Stored data entries:
☆ ☆ ☆ ☆ ☆ ☆ ☆
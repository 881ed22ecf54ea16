//! Match repository - bracket persistence, scoring, and advancement

use chrono::{DateTime, Utc};
use sqlx::PgPool;
use uuid::Uuid;

use arena_core::MatchStatus;

use crate::models::Match;
use crate::{DbError, Result};

/// Result of trying to seat an entry in a successor match.
#[derive(Debug, Clone, Copy, PartialEq, Eq)]
pub enum SlotFill {
    /// Seated in participant slot 1
    Slot1,
    /// Seated in participant slot 2
    Slot2,
    /// The entry already occupies a slot; nothing written
    AlreadySeated,
    /// Both slots taken by other entries; nothing written
    Full,
}

/// Repository for match operations
pub struct MatchRepository<'a> {
    pool: &'a PgPool,
}

impl<'a> MatchRepository<'a> {
    pub fn new(pool: &'a PgPool) -> Self {
        Self { pool }
    }

    /// Replace a tournament's bracket: delete existing matches and insert
    /// the new ones in one transaction.
    pub async fn replace_for_tournament(
        &self,
        tournament_id: Uuid,
        matches: &[Match],
    ) -> Result<()> {
        let mut tx = self
            .pool
            .begin()
            .await
            .map_err(|e| DbError::Transaction(e.to_string()))?;

        sqlx::query("DELETE FROM matches WHERE tournament_id = $1")
            .bind(tournament_id)
            .execute(&mut *tx)
            .await
            .map_err(|e| DbError::Query(e.to_string()))?;

        for m in matches {
            sqlx::query(
                r#"
                INSERT INTO matches (
                    id, tournament_id, round, match_number,
                    participant1_id, participant2_id, winner_id, loser_id,
                    score1, score2, status, notes, proofs,
                    scheduled_time, completed_time,
                    next_match_id, loser_next_match_id, bracket_type,
                    previous_match_ids, created_at, updated_at
                )
                VALUES ($1, $2, $3, $4, $5, $6, $7, $8, $9, $10, $11, $12,
                        $13, $14, $15, $16, $17, $18, $19, $20, $21)
                "#,
            )
            .bind(m.id)
            .bind(m.tournament_id)
            .bind(m.round)
            .bind(m.match_number)
            .bind(m.participant1_id)
            .bind(m.participant2_id)
            .bind(m.winner_id)
            .bind(m.loser_id)
            .bind(m.score1)
            .bind(m.score2)
            .bind(m.status)
            .bind(&m.notes)
            .bind(&m.proofs)
            .bind(m.scheduled_time)
            .bind(m.completed_time)
            .bind(m.next_match_id)
            .bind(m.loser_next_match_id)
            .bind(m.bracket_type)
            .bind(&m.previous_match_ids)
            .bind(m.created_at)
            .bind(m.updated_at)
            .execute(&mut *tx)
            .await
            .map_err(|e| DbError::Query(e.to_string()))?;
        }

        tx.commit()
            .await
            .map_err(|e| DbError::Transaction(e.to_string()))?;

        Ok(())
    }

    /// Find match by ID
    pub async fn find_by_id(&self, id: Uuid) -> Result<Option<Match>> {
        let result = sqlx::query_as::<_, Match>("SELECT * FROM matches WHERE id = $1")
            .bind(id)
            .fetch_optional(self.pool)
            .await
            .map_err(|e| DbError::Query(e.to_string()))?;

        Ok(result)
    }

    /// List matches of a tournament in bracket order, optionally filtered
    /// by round or by a participating entry.
    pub async fn list_by_tournament(
        &self,
        tournament_id: Uuid,
        round: Option<i32>,
        participant: Option<Uuid>,
    ) -> Result<Vec<Match>> {
        let result = sqlx::query_as::<_, Match>(
            r#"
            SELECT * FROM matches
            WHERE tournament_id = $1
              AND ($2::int IS NULL OR round = $2)
              AND ($3::uuid IS NULL OR participant1_id = $3 OR participant2_id = $3)
            ORDER BY match_number
            "#,
        )
        .bind(tournament_id)
        .bind(round)
        .bind(participant)
        .fetch_all(self.pool)
        .await
        .map_err(|e| DbError::Query(e.to_string()))?;

        Ok(result)
    }

    /// Count all matches of a tournament
    pub async fn count_by_tournament(&self, tournament_id: Uuid) -> Result<i64> {
        let (count,): (i64,) =
            sqlx::query_as("SELECT COUNT(*) FROM matches WHERE tournament_id = $1")
                .bind(tournament_id)
                .fetch_one(self.pool)
                .await
                .map_err(|e| DbError::Query(e.to_string()))?;

        Ok(count)
    }

    /// Count matches that still have to be played
    pub async fn count_open(&self, tournament_id: Uuid) -> Result<i64> {
        let (count,): (i64,) = sqlx::query_as(
            "SELECT COUNT(*) FROM matches WHERE tournament_id = $1 AND status IN ('pending', 'in_progress')",
        )
        .bind(tournament_id)
        .fetch_one(self.pool)
        .await
        .map_err(|e| DbError::Query(e.to_string()))?;

        Ok(count)
    }

    /// Persist a scored outcome atomically: scores, winner/loser, notes,
    /// proofs, status, and completion time in one write.
    #[allow(clippy::too_many_arguments)]
    pub async fn record_result(
        &self,
        id: Uuid,
        score1: i32,
        score2: i32,
        winner_id: Option<Uuid>,
        loser_id: Option<Uuid>,
        notes: Option<&str>,
        proofs: Option<&[String]>,
        completed_time: DateTime<Utc>,
    ) -> Result<Match> {
        let result = sqlx::query_as::<_, Match>(
            r#"
            UPDATE matches SET
                score1 = $2,
                score2 = $3,
                winner_id = $4,
                loser_id = $5,
                notes = COALESCE($6, notes),
                proofs = COALESCE($7, proofs),
                status = 'completed',
                completed_time = $8,
                updated_at = $8
            WHERE id = $1
            RETURNING *
            "#,
        )
        .bind(id)
        .bind(score1)
        .bind(score2)
        .bind(winner_id)
        .bind(loser_id)
        .bind(notes)
        .bind(proofs)
        .bind(completed_time)
        .fetch_one(self.pool)
        .await
        .map_err(|e| DbError::Query(e.to_string()))?;

        Ok(result)
    }

    /// Seat an entry in the first open slot of a match. The conditional
    /// updates never overwrite a filled slot, so two advancements racing
    /// for the same successor each land in their own slot.
    pub async fn fill_first_open_slot(&self, id: Uuid, entry_id: Uuid) -> Result<SlotFill> {
        let slot1 = sqlx::query(
            r#"
            UPDATE matches SET participant1_id = $2, updated_at = $3
            WHERE id = $1
              AND participant1_id IS NULL
              AND participant2_id IS DISTINCT FROM $2
            "#,
        )
        .bind(id)
        .bind(entry_id)
        .bind(Utc::now())
        .execute(self.pool)
        .await
        .map_err(|e| DbError::Query(e.to_string()))?;

        if slot1.rows_affected() > 0 {
            return Ok(SlotFill::Slot1);
        }

        let slot2 = sqlx::query(
            r#"
            UPDATE matches SET participant2_id = $2, updated_at = $3
            WHERE id = $1
              AND participant2_id IS NULL
              AND participant1_id IS DISTINCT FROM $2
            "#,
        )
        .bind(id)
        .bind(entry_id)
        .bind(Utc::now())
        .execute(self.pool)
        .await
        .map_err(|e| DbError::Query(e.to_string()))?;

        if slot2.rows_affected() > 0 {
            return Ok(SlotFill::Slot2);
        }

        let occupied: Option<(Option<Uuid>, Option<Uuid>)> =
            sqlx::query_as("SELECT participant1_id, participant2_id FROM matches WHERE id = $1")
                .bind(id)
                .fetch_optional(self.pool)
                .await
                .map_err(|e| DbError::Query(e.to_string()))?;

        match occupied {
            Some((p1, p2)) if p1 == Some(entry_id) || p2 == Some(entry_id) => {
                Ok(SlotFill::AlreadySeated)
            }
            Some(_) => Ok(SlotFill::Full),
            None => Err(DbError::NotFound(format!("match {id}"))),
        }
    }

    /// Mark a pending match as cancelled (e.g. an unused reset final)
    pub async fn cancel(&self, id: Uuid) -> Result<()> {
        sqlx::query(
            "UPDATE matches SET status = $2, updated_at = $3 WHERE id = $1 AND status = 'pending'",
        )
        .bind(id)
        .bind(MatchStatus::Cancelled)
        .bind(Utc::now())
        .execute(self.pool)
        .await
        .map_err(|e| DbError::Query(e.to_string()))?;

        Ok(())
    }

    /// Delete a tournament's matches (bracket re-generation)
    pub async fn delete_by_tournament(&self, tournament_id: Uuid) -> Result<u64> {
        let result = sqlx::query("DELETE FROM matches WHERE tournament_id = $1")
            .bind(tournament_id)
            .execute(self.pool)
            .await
            .map_err(|e| DbError::Query(e.to_string()))?;

        Ok(result.rows_affected())
    }
}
☆ ☆ ☆ ☆ ☆ ☆ ☆
=== Exercise instructions ===
Filter the records for the word "SELECT" and show every line that has it.

=== Finished task ===
        let result = sqlx::query_as::<_, Match>("SELECT * FROM matches WHERE id = $1")
            SELECT * FROM matches
            sqlx::query_as("SELECT COUNT(*) FROM matches WHERE tournament_id = $1")
            "SELECT COUNT(*) FROM matches WHERE tournament_id = $1 AND status IN ('pending', 'in_progress')",
            sqlx::query_as("SELECT participant1_id, participant2_id FROM matches WHERE id = $1")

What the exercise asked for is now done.